═══ Data under study
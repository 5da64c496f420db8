//! Metadata and blob storage
//!
//! Two collaborators sit behind traits: a [`MetadataStore`] for artifact and
//! site-job records (server-assigned ids and timestamps), and a [`BlobStore`]
//! for the image bytes themselves. Blob stores carry a lifecycle rule that
//! drops objects older than a fixed retention period, a backstop for
//! anything the sweeper never got to.

use crate::utils::sanitize_filename;
use crate::{
    ArtifactFilter, ArtifactStatus, CaptureArtifact, CaptureRequest, CrawlStatus, NewArtifact,
    NewSiteJob, OutputFormat, SiteCrawlJob, StorageBackend, StorageError, StorageSettings,
};
use async_trait::async_trait;
use chrono::{DateTime, Utc};
use dashmap::DashMap;
use sha2::{Digest, Sha256};
use std::path::{Path, PathBuf};
use std::sync::atomic::{AtomicBool, Ordering};
use std::sync::Arc;
use std::time::Duration;
use tracing::{debug, warn};
use uuid::Uuid;

#[async_trait]
pub trait MetadataStore: Send + Sync {
    async fn create_artifact(&self, artifact: NewArtifact) -> Result<CaptureArtifact, StorageError>;

    async fn get_artifact(&self, id: Uuid) -> Result<Option<CaptureArtifact>, StorageError>;

    async fn set_artifact_status(&self, id: Uuid, status: ArtifactStatus) -> Result<(), StorageError>;

    async fn set_artifact_expiry(&self, id: Uuid, expires_at: DateTime<Utc>) -> Result<(), StorageError>;

    /// Returns whether a record was removed.
    async fn delete_artifact(&self, id: Uuid) -> Result<bool, StorageError>;

    /// Matching artifacts, oldest first.
    async fn list_artifacts(&self, filter: &ArtifactFilter) -> Result<Vec<CaptureArtifact>, StorageError>;

    async fn create_job(&self, job: NewSiteJob) -> Result<SiteCrawlJob, StorageError>;

    async fn get_job(&self, id: Uuid) -> Result<Option<SiteCrawlJob>, StorageError>;

    /// Count one processed URL against the job in a single atomic step.
    async fn record_job_progress(&self, id: Uuid, success: bool) -> Result<SiteCrawlJob, StorageError>;

    /// Move a job forward; illegal transitions fail with [`StorageError::Conflict`].
    async fn transition_job(&self, id: Uuid, status: CrawlStatus) -> Result<SiteCrawlJob, StorageError>;

    /// Delete a job together with its artifacts, returning the artifacts removed.
    async fn delete_job(&self, id: Uuid) -> Result<Vec<CaptureArtifact>, StorageError>;

    async fn list_expired_jobs(&self, now: DateTime<Utc>, limit: usize) -> Result<Vec<SiteCrawlJob>, StorageError>;

    async fn ping(&self) -> Result<(), StorageError>;

    async fn close(&self);
}

#[cfg_attr(test, mockall::automock)]
#[async_trait]
pub trait BlobStore: Send + Sync {
    async fn put(&self, key: &str, bytes: Vec<u8>, content_type: &str) -> Result<(), StorageError>;

    async fn get(&self, key: &str) -> Result<Vec<u8>, StorageError>;

    /// Deleting a key that does not exist is not an error.
    async fn delete(&self, key: &str) -> Result<(), StorageError>;

    /// Apply the lifecycle rule, returning how many objects were dropped.
    async fn purge_expired(&self, now: DateTime<Utc>) -> Result<usize, StorageError>;

    async fn ping(&self) -> Result<(), StorageError>;

    /// Release the backend. Every later call fails.
    async fn close(&self);
}

/// `ttl` from now, saturating far in the future instead of overflowing.
pub fn expiry_from_now(ttl: Duration) -> DateTime<Utc> {
    let now = Utc::now();
    chrono::Duration::from_std(ttl)
        .ok()
        .and_then(|ttl| now.checked_add_signed(ttl))
        .unwrap_or_else(|| now + chrono::Duration::days(365 * 100))
}

pub fn blob_key(id: Uuid, created: DateTime<Utc>, format: OutputFormat) -> String {
    format!(
        "captures/{}/{}.{}",
        created.format("%Y-%m-%d"),
        id,
        format.extension()
    )
}

pub fn checksum(bytes: &[u8]) -> String {
    format!("{:x}", Sha256::digest(bytes))
}

/// Store the image bytes, then the metadata record pointing at them.
///
/// If the record cannot be written the blob is removed again so no orphan is left behind.
pub async fn persist_capture(
    metadata: &dyn MetadataStore,
    blobs: &dyn BlobStore,
    request: &CaptureRequest,
    bytes: Vec<u8>,
    format: OutputFormat,
    ttl: Duration,
) -> Result<CaptureArtifact, StorageError> {
    let key = blob_key(Uuid::new_v4(), Utc::now(), format);
    let size_bytes = bytes.len() as u64;
    let digest = checksum(&bytes);

    blobs.put(&key, bytes, format.content_type()).await?;

    let record = NewArtifact {
        url: request.url.clone(),
        blob_key: key.clone(),
        content_type: format.content_type().to_string(),
        size_bytes,
        checksum: digest,
        viewport: request.viewport,
        full_page: request.full_page,
        site_job_id: request.site_job_id,
        expires_at: expiry_from_now(ttl),
    };

    match metadata.create_artifact(record).await {
        Ok(artifact) => {
            debug!(artifact_id = %artifact.id, key = %key, "Artifact stored");
            Ok(artifact)
        }
        Err(e) => {
            if let Err(cleanup) = blobs.delete(&key).await {
                warn!(key = %key, "Failed to remove orphaned blob: {}", cleanup);
            }
            Err(e)
        }
    }
}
══════
[Required action]: Could you return exactly the lines above from the line with "site-job records (server-assigned" to the line with "use std::time::Duration;", both included, and nothing else?

[Answer to the exercise]:
//! site-job records (server-assigned ids and timestamps), and a [`BlobStore`]
//! for the image bytes themselves. Blob stores carry a lifecycle rule that
//! drops objects older than a fixed retention period, a backstop for
//! anything the sweeper never got to.

use crate::utils::sanitize_filename;
use crate::{
    ArtifactFilter, ArtifactStatus, CaptureArtifact, CaptureRequest, CrawlStatus, NewArtifact,
    NewSiteJob, OutputFormat, SiteCrawlJob, StorageBackend, StorageError, StorageSettings,
};
use async_trait::async_trait;
use chrono::{DateTime, Utc};
use dashmap::DashMap;
use sha2::{Digest, Sha256};
use std::path::{Path, PathBuf};
use std::sync::atomic::{AtomicBool, Ordering};
use std::sync::Arc;
use std::time::Duration;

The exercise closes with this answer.